My guess is that the root cause of the smoke was trying to save a few bucks.  So many people "know better" and get it to work so much cheaper than a real electrician.  And everything is just cheeky-until it isn't.  It is far easier to get something to work when everything is working correctly than to get it to fail safely and gracefully when something goes wrong.  That is where a LOT of my time and cost comes from.

That said, AFCIs are not required or used on AC units in normal circumstances.  If wire has "too much garbage" stacked on top of it, it was not installed correctly in the first place.  Probably damaged or weakened essentially making it a smaller wire in the hot spot-assuming it was the correct size to begin with.

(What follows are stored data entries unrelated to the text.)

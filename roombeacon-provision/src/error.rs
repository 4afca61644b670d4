use roombeacon_proto::Role;
use uuid::Uuid;

/// Why a provisioning attempt ended in the `error` state.
///
/// The state carries the `Display` text of one of these, so the wording is
/// what the user sees.
#[derive(Debug, Clone, PartialEq, Eq, thiserror::Error)]
pub enum ProvisionError {
    #[error("connection timed out after {0}s; power-cycle the beacon and try again")]
    ConnectionTimeout(u64),
    #[error("could not connect to the beacon: {0}")]
    ConnectFailed(String),
    #[error("service discovery timed out after {0}s; power-cycle the beacon and try again")]
    ServiceDiscoveryTimeout(u64),
    #[error("service discovery failed: {0}")]
    ServiceDiscoveryFailed(String),
    #[error("characteristic discovery timed out after {0}s; power-cycle the beacon and try again")]
    CharacteristicDiscoveryTimeout(u64),
    #[error("characteristic discovery failed: {0}")]
    CharacteristicDiscoveryFailed(String),
    #[error("provisioning service {expected} not found; beacon exposed [{}]", join_uuids(.found))]
    ServiceNotFound { expected: Uuid, found: Vec<Uuid> },
    #[error("beacon does not expose the {0} characteristic")]
    MissingCharacteristic(Role),
    #[error("beacon exposes none of the configuration characteristics")]
    NothingToWrite,
    #[error("writing {role} failed: {message}")]
    WriteFailure { role: Role, message: String },
    #[error(
        "beacon did not confirm the save within {0}s; it may not have received the configuration"
    )]
    SaveTimeout(u64),
    /// Carries the beacon's own status payload verbatim
    #[error("{0}")]
    PeripheralReported(String),
    #[error("beacon disconnected unexpectedly{}", reason_suffix(.0))]
    UnexpectedDisconnect(Option<String>),
    #[error("no beacon is connected")]
    NotConnected,
    #[error("unknown peripheral {0}; scan again")]
    UnknownPeripheral(String),
    #[error("scan failed: {0}")]
    ScanFailed(String),
    #[error("bluetooth was turned off")]
    RadioPoweredOff,
}

fn join_uuids(uuids: &[Uuid]) -> String {
    uuids.iter().map(Uuid::to_string).collect::<Vec<_>>().join(", ")
}

fn reason_suffix(reason: &Option<String>) -> String {
    match reason {
        Some(reason) => format!(": {reason}"),
        None => String::new(),
    }
}

/// Failure reading or writing the on-disk configuration
#[derive(Debug, thiserror::Error)]
pub enum ConfigError {
    #[error("failed to access config file: {0}")]
    Io(#[from] std::io::Error),
    #[error("invalid config file: {0}")]
    Json(#[from] serde_json::Error),
}
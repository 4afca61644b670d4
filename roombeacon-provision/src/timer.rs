//! Phase timeouts
//!
//! One cancellable timer per guarded phase. Arming a phase cancels whatever
//! was armed for it before. Each timer gets a fresh [`TimerId`]; a firing is
//! honoured only while that id is still the armed one, so a timer that was
//! cancelled after its expiry was already queued cannot act.

use std::collections::HashMap;
use std::time::Duration;

#[derive(Debug, Clone, Copy, PartialEq, Eq, Hash)]
pub enum Phase {
    Connect,
    ServiceDiscovery,
    CharacteristicDiscovery,
    Save,
}

impl std::fmt::Display for Phase {
    fn fmt(&self, f: &mut std::fmt::Formatter<'_>) -> std::fmt::Result {
        match self {
            Phase::Connect => f.write_str("connect"),
            Phase::ServiceDiscovery => f.write_str("service discovery"),
            Phase::CharacteristicDiscovery => f.write_str("characteristic discovery"),
            Phase::Save => f.write_str("save"),
        }
    }
}

#[derive(Debug, Clone, Copy, PartialEq, Eq, Hash, PartialOrd, Ord)]
pub struct TimerId(pub u64);

/// Runs timers on behalf of the state machine. An expired timer must be
/// reported back as [`crate::Event::TimerFired`].
pub trait Scheduler {
    fn schedule(&mut self, timer: TimerId, phase: Phase, after: Duration);

    fn cancel(&mut self, timer: TimerId);
}

/// Bookkeeping of which timer currently guards each phase
#[derive(Debug, Default)]
pub struct Timers {
    armed: HashMap<Phase, TimerId>,
    next: u64,
}

impl Timers {
    pub fn arm<S: Scheduler>(
        &mut self,
        scheduler: &mut S,
        phase: Phase,
        after: Duration,
    ) -> TimerId {
        self.disarm(scheduler, phase);
        self.next += 1;
        let timer = TimerId(self.next);
        scheduler.schedule(timer, phase, after);
        self.armed.insert(phase, timer);
        timer
    }

    pub fn disarm<S: Scheduler>(&mut self, scheduler: &mut S, phase: Phase) {
        if let Some(timer) = self.armed.remove(&phase) {
            scheduler.cancel(timer);
        }
    }

    pub fn disarm_all<S: Scheduler>(&mut self, scheduler: &mut S) {
        for (_, timer) in self.armed.drain() {
            scheduler.cancel(timer);
        }
    }

    /// Consume a firing. True only if `timer` is the one armed for `phase`.
    pub fn fire(&mut self, phase: Phase, timer: TimerId) -> bool {
        if self.armed.get(&phase) == Some(&timer) {
            self.armed.remove(&phase);
            true
        } else {
            false
        }
    }

    pub fn is_armed(&self, phase: Phase) -> bool {
        self.armed.contains_key(&phase)
    }
}

#[cfg(test)]
mod tests {
    use super::*;
    use crate::mock::ManualScheduler;

    #[test]
    fn rearming_cancels_previous_timer() {
        let mut scheduler = ManualScheduler::default();
        let mut timers = Timers::default();

        let first = timers.arm(&mut scheduler, Phase::Connect, Duration::from_secs(15));
        let second = timers.arm(&mut scheduler, Phase::Connect, Duration::from_secs(15));

        assert_ne!(first, second);
        assert!(scheduler.is_cancelled(first));
        assert!(!timers.fire(Phase::Connect, first));
        assert!(timers.fire(Phase::Connect, second));
        // a timer fires at most once
        assert!(!timers.fire(Phase::Connect, second));
    }

    #[test]
    fn phases_are_independent() {
        let mut scheduler = ManualScheduler::default();
        let mut timers = Timers::default();

        let save = timers.arm(&mut scheduler, Phase::Save, Duration::from_secs(10));
        timers.arm(&mut scheduler, Phase::Connect, Duration::from_secs(15));
        timers.disarm(&mut scheduler, Phase::Connect);

        assert!(!timers.is_armed(Phase::Connect));
        assert!(!timers.fire(Phase::Connect, save));
        assert!(timers.fire(Phase::Save, save));
    }

    #[test]
    fn disarm_all_invalidates_everything() {
        let mut scheduler = ManualScheduler::default();
        let mut timers = Timers::default();

        let a = timers.arm(&mut scheduler, Phase::ServiceDiscovery, Duration::from_secs(10));
        let b = timers.arm(&mut scheduler, Phase::Save, Duration::from_secs(10));
        timers.disarm_all(&mut scheduler);

        assert!(scheduler.is_cancelled(a));
        assert!(scheduler.is_cancelled(b));
        assert!(!timers.fire(Phase::ServiceDiscovery, a));
        assert!(!timers.fire(Phase::Save, b));
    }
}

My policy has been to be hands off unless the resources are there to do the job right-(in this case it sounds like properly installing a new wire from the AC to the panel then thoroughly testing the AC unit before returning it to service).  Usually that means the customers ponies up the money-or gets the bank too.  I have "contributed" to the resources at times when a truly needy person was in serious danger-perhaps you can find a good qualified electrician that needs to do something nice this week?

Burning the house down might not be so bad-sending your neighbor to an earlier than necessary grave is a very real possibility.  I suspect he would not be very agile in case of a fire.
« Last Edit: May 13, 2016, 08:34:11 pm by Stephen Swaffer »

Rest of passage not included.